Task to carry out: Line filter on the word "never": copy each matching line from the entries.
-- Records for the exercise follows --
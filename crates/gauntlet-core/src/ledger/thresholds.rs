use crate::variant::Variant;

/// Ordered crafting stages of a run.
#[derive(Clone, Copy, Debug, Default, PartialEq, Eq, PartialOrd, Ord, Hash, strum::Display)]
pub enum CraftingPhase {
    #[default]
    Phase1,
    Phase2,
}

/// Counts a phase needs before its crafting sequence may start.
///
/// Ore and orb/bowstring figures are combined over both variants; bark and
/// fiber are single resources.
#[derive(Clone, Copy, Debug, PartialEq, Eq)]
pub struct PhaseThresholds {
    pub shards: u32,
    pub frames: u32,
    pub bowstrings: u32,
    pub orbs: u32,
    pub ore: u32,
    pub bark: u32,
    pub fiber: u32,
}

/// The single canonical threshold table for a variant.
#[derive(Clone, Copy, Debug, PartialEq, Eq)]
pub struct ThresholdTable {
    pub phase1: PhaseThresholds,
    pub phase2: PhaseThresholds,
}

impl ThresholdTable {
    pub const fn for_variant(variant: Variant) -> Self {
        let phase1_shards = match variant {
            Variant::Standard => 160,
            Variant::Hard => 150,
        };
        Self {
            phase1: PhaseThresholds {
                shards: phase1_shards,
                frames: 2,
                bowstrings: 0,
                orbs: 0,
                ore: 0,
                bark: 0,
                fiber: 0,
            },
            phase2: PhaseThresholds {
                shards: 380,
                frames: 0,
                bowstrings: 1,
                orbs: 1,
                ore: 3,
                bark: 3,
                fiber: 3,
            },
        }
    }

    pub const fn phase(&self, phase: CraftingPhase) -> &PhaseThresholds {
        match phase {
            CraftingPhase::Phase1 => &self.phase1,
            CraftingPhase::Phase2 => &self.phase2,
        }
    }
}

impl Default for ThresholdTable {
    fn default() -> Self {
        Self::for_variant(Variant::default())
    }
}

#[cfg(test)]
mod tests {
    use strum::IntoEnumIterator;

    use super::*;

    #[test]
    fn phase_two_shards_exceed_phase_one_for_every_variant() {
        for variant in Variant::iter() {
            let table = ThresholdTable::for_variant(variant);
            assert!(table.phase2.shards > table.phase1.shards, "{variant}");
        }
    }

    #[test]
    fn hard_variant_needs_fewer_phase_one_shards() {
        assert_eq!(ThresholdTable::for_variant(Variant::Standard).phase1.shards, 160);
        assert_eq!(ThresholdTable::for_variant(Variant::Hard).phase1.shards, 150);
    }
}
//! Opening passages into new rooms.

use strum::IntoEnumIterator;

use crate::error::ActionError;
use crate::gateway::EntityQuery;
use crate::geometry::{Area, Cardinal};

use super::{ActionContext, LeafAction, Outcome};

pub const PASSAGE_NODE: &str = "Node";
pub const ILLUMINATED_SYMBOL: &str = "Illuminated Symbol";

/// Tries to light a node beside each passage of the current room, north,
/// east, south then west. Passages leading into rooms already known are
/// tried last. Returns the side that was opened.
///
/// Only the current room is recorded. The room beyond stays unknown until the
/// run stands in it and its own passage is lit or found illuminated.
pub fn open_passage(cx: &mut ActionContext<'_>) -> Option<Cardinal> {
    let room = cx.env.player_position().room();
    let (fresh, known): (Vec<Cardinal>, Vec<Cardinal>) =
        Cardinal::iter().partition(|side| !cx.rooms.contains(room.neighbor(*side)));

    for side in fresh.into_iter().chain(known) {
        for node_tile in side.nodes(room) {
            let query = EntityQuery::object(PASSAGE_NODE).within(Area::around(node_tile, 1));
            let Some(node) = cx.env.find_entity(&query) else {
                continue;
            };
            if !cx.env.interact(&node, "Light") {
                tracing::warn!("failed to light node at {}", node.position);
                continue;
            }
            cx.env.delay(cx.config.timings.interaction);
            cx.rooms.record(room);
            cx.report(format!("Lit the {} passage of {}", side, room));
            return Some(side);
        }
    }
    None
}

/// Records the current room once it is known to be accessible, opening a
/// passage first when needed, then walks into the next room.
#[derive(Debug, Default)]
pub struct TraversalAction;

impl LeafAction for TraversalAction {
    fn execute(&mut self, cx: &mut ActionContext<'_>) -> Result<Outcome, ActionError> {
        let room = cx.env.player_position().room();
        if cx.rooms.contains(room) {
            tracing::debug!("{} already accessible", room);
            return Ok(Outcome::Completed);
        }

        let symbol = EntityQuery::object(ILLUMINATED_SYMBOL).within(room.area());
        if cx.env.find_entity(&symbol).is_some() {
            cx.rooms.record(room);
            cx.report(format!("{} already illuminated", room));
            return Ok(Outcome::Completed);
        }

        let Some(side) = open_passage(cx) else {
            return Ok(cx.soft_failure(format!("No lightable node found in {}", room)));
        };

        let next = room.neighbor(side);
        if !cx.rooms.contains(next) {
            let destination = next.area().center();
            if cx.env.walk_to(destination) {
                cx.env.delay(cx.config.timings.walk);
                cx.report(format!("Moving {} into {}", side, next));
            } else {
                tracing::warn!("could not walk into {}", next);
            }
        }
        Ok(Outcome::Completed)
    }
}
-- Records for the exercise concluded --
-- Records for the exercise follows --
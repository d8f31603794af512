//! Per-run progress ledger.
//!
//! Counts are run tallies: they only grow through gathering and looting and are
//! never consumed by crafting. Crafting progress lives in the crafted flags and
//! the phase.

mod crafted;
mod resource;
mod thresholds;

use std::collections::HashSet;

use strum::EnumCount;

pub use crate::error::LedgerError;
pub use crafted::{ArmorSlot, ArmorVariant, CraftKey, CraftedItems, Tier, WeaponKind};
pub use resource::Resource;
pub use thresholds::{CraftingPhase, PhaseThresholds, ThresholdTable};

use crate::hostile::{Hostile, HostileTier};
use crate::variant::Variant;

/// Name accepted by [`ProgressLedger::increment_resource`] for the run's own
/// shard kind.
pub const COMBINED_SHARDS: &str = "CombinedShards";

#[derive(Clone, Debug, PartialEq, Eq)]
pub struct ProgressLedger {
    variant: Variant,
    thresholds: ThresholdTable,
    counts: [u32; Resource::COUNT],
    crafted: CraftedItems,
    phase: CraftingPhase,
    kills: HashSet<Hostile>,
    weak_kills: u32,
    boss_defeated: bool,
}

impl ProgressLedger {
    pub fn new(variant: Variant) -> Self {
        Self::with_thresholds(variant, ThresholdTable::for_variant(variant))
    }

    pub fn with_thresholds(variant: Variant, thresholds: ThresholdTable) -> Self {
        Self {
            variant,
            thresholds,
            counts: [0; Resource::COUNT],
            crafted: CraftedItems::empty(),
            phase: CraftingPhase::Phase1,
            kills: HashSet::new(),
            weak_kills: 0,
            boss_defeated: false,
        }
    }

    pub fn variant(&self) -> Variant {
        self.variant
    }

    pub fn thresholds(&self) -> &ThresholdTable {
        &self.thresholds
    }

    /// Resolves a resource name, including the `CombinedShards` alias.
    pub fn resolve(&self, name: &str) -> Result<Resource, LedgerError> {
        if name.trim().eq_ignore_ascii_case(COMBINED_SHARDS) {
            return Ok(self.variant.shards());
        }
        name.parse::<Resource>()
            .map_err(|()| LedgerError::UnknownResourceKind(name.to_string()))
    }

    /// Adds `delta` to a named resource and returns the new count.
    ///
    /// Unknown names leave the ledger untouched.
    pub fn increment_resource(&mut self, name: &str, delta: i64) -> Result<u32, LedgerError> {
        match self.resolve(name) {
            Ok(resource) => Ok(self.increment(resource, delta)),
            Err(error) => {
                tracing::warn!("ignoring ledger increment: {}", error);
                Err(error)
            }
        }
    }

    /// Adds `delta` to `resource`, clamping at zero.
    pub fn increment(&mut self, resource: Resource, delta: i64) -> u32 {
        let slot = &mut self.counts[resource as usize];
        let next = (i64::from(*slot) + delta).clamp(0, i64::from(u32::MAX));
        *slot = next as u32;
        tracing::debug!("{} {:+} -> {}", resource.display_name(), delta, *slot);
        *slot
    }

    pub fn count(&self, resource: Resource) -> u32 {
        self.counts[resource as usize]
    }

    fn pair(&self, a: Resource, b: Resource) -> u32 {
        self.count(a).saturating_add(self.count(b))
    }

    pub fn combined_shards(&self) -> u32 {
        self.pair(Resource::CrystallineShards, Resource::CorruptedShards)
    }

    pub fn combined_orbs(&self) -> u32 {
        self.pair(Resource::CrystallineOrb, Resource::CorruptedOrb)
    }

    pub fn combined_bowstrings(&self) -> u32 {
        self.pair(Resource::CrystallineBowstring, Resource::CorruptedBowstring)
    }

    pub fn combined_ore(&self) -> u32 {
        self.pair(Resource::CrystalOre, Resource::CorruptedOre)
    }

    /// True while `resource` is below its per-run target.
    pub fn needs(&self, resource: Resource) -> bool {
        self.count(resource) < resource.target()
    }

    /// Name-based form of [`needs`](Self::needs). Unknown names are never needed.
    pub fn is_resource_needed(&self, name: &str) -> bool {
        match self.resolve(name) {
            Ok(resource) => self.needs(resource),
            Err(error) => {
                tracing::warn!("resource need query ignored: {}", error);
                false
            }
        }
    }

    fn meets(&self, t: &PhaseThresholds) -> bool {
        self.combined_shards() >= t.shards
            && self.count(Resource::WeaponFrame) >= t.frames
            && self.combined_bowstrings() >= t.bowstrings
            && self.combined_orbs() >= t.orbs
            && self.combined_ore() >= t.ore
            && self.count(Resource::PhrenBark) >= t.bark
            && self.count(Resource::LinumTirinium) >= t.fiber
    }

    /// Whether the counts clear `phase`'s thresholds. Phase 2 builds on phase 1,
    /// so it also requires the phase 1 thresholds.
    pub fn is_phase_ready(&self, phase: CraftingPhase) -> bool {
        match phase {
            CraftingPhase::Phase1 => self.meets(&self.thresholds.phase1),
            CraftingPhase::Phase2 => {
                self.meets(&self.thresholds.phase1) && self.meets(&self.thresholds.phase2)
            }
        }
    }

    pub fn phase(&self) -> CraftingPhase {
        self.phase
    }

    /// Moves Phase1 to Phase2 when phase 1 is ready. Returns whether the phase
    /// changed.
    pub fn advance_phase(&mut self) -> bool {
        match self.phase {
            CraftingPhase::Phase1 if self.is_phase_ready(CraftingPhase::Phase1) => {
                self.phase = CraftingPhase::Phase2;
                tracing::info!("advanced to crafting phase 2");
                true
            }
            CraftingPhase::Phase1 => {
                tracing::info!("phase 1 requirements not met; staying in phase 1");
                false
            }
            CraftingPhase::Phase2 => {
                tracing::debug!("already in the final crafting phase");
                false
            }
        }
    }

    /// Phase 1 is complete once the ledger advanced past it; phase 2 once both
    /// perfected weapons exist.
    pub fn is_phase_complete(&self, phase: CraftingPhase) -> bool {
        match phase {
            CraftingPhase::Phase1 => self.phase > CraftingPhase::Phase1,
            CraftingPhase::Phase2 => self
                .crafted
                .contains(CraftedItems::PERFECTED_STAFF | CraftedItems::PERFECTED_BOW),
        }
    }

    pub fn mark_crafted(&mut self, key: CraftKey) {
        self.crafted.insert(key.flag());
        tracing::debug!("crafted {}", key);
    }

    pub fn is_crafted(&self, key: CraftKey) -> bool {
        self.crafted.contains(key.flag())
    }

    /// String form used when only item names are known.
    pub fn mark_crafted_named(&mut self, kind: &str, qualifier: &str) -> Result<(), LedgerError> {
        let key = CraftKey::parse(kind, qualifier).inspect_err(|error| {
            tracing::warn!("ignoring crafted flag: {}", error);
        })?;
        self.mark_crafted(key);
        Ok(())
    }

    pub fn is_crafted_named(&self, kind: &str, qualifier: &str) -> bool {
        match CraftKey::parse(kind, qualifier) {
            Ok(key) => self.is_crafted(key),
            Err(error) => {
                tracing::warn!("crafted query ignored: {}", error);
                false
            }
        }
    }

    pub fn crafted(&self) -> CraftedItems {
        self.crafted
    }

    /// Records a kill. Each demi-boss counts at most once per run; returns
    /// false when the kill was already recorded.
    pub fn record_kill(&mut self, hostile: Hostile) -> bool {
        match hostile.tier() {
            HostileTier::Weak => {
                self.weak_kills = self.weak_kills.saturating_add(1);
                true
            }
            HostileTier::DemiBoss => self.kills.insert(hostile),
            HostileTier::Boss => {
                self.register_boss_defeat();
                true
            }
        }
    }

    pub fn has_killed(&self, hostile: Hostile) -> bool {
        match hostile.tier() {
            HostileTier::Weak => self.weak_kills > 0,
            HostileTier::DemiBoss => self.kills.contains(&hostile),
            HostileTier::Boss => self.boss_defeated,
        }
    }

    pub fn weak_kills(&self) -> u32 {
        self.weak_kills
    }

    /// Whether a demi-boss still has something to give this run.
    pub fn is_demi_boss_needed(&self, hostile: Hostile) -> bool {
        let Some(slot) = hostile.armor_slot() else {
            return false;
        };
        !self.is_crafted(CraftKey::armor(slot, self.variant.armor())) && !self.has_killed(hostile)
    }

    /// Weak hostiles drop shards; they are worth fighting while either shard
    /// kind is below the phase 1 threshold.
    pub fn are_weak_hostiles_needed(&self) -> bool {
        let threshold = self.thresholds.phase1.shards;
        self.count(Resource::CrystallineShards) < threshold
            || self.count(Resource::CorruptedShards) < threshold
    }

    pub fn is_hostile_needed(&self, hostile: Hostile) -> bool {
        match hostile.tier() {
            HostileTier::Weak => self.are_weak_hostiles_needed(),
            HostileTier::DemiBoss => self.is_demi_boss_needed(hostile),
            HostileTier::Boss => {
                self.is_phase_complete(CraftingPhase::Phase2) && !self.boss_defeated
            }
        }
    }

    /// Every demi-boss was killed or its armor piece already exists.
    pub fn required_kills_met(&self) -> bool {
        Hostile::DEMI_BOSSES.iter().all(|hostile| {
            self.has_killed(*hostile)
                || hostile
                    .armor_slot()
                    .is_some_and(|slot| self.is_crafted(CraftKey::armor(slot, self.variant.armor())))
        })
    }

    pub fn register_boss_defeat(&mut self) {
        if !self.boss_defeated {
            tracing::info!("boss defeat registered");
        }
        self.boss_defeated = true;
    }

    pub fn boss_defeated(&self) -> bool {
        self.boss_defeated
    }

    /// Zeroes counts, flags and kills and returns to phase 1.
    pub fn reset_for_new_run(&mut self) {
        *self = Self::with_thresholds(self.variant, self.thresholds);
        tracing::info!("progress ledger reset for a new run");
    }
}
-- Records for the exercise concluded --
Completed task:
//! never consumed by crafting. Crafting progress lives in the crafted flags and
    /// Name-based form of [`needs`](Self::needs). Unknown names are never needed.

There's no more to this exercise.